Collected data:
*** Block opens ***

#[test]
fn duplicate_retransmission() {
    let (mut mac, phy, upper, _timer) = setup(2, config());

    phy.push(TailKind::Data, data(FrameKind::Data, 1, 2, 5, 0, b"A"));
    run_to_idle(&mut mac);

    // Our ACK was lost, the sender retransmits
    phy.push(TailKind::Data, data(FrameKind::DataRetx, 1, 2, 5, 0, b"A"));
    run_to_idle(&mut mac);

    assert_eq!(upper.rx_len(), 1);
    assert_eq!(mac.stats().duplicates, 1);
    assert_eq!(mac.stats().ack_tx, 2);

    // First transmission of this one was lost
    phy.push(TailKind::Data, data(FrameKind::DataRetx, 1, 2, 6, 0, b"B"));
    run_to_idle(&mut mac);
    assert_eq!(upper.rx_len(), 2);
}

#[test]
fn reassembly() {
    let (mut mac, phy, upper, _timer) = setup(2, config());

    phy.push(TailKind::Data, data(FrameKind::DataFrag, 1, 2, 7, 0, b"0123"));
    assert_eq!(mac.tick().unwrap(), TransmittingAckFragment);
    assert_eq!(mac.tick().unwrap(), WaitingForData);

    phy.push(TailKind::Data, data(FrameKind::DataFrag, 1, 2, 7, 1, b"4567"));
    assert_eq!(mac.tick().unwrap(), TransmittingAckFragment);
    assert_eq!(mac.tick().unwrap(), WaitingForData);

    phy.push(TailKind::Data, data(FrameKind::Data, 1, 2, 7, 2, b"89"));
    assert_eq!(mac.tick().unwrap(), TransmittingAck);
    assert_eq!(mac.tick().unwrap(), Idle);

    assert_eq!(upper.pop_rx(), Some(b"0123456789".to_vec()));
    assert_eq!(upper.rx_len(), 0);
    assert_eq!(kinds(&phy), vec![FrameKind::Ack; 3]);
}

#[test]
fn reassembly_missing_fragment() {
    let (mut mac, phy, upper, _timer) = setup(2, config());

    phy.push(TailKind::Data, data(FrameKind::DataFrag, 1, 2, 7, 0, b"0123"));
    mac.tick().unwrap();
    mac.tick().unwrap();

    // Fragment 1 never arrives
    phy.push(TailKind::Data, data(FrameKind::Data, 1, 2, 7, 2, b"89"));
    assert_eq!(mac.tick().unwrap(), Idle);

    assert_eq!(upper.rx_len(), 0);
    assert_eq!(kinds(&phy), vec![FrameKind::Ack]);
}

#[test]
fn fragment_train_end_to_end() {
    // Run a sender and a receiver against each other through their mocks
    let c = MacConfig{ frag_threshold: 4, ..config() };
    let (mut tx, tx_phy, tx_upper, _t1) = setup(1, c);
    let (mut rx, rx_phy, rx_upper, _t2) = setup(2, config());

    tx_upper.push_payload(b"0123456789".to_vec());

    for _ in 0..200 {
        tx.tick().unwrap();
        for f in tx_phy.take_sent() {
            rx_phy.push(TailKind::Data, f.bytes);
        }

        rx.tick().unwrap();
        for f in rx_phy.take_sent() {
            tx_phy.push(TailKind::Ack, f.bytes);
        }

        if tx_upper.removed() == 1 {
            break;
        }
    }

    assert_eq!(tx_upper.removed(), 1);
    assert_eq!(tx.stats().drops, 0);
    assert_eq!(rx_upper.pop_rx(), Some(b"0123456789".to_vec()));
}

#[test]
fn rts_addressed_to_us() {
    let (mut mac, phy, upper, _timer) = setup(2, config());

    let rts = FrameFields {
        source: addr(1),
        destination: addr(2),
        reservation_us: 1000,
        ..Default::default()
    };
    let rts = codec().encode(FrameKind::Rts, &rts, CONTROL_ENCODING).unwrap();
    phy.push(TailKind::Rts, rts.bytes);

    assert_eq!(mac.tick().unwrap(), TransmittingCts);
    assert_eq!(mac.tick().unwrap(), WaitingForData);

    match &phy.sent_frames()[..] {
        [Frame::Cts(c)] => {
            let t_cts = codec().airtime_us(10, CONTROL_ENCODING).unwrap();
            assert_eq!(c.receiver, addr(1));
            assert_eq!(c.duration as u32, t_cts + mac.timing().cts_reservation_us(rts.duration));
        },
        f => panic!("unexpected frames {:?}", f),
    }

    phy.push(TailKind::Data, data(FrameKind::Data, 1, 2, 0, 0, b"TEST_2"));
    assert_eq!(mac.tick().unwrap(), TransmittingAck);
    assert_eq!(mac.tick().unwrap(), Idle);
    assert_eq!(upper.pop_rx(), Some(b"TEST_2".to_vec()));

    // No DATA after the CTS times out within a SIFS
    phy.push(TailKind::Rts, codec().encode(FrameKind::Rts, &FrameFields {
        source: addr(1),
        destination: addr(2),
        ..Default::default()
    }, CONTROL_ENCODING).unwrap().bytes);

    let trace = run_to_idle(&mut mac);
    assert_eq!(trace, vec![TransmittingCts, WaitingForData, WaitingForData, Idle]);
}

#[test]
fn overheard_rts_sets_nav() {
    let (mut mac, phy, upper, _timer) = setup(1, config());
    peer(&phy);

    let rts = FrameFields {
        source: addr(3),
        destination: addr(4),
        reservation_us: 30_000,
        ..Default::default()
    };
    let rts = codec().encode(FrameKind::Rts, &rts, CONTROL_ENCODING).unwrap();
    phy.push(TailKind::Rts, rts.bytes);

    assert_eq!(mac.tick().unwrap(), Idle);

    // Reservation less the slot already counted down
    let expected = rts.duration as f64 * 1e-6 - mac.timing().slot;
    assert!((mac.nav().remaining() - expected).abs() < 1e-6);

    upper.push_payload(b"TEST_1".to_vec());
    let trace = run_to_idle(&mut mac);

    let waits = trace.iter().filter(|s| **s == WaitForNav).count();
    assert!(waits >= 2, "NAV wait not observed: {:?}", trace);
    assert!(mac.nav().is_clear());
    assert_eq!(upper.removed(), 1);
}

*** Block closes ***

Exercise description: Given the data above, transcribe exactly the lines from the one containing "frag_threshold: 4, ..config()" down to the one containing "for _ in 0..200", and no others.

Solution:
    let c = MacConfig{ frag_threshold: 4, ..config() };
    let (mut tx, tx_phy, tx_upper, _t1) = setup(1, c);
    let (mut rx, rx_phy, rx_upper, _t2) = setup(2, config());

    tx_upper.push_payload(b"0123456789".to_vec());

    for _ in 0..200 {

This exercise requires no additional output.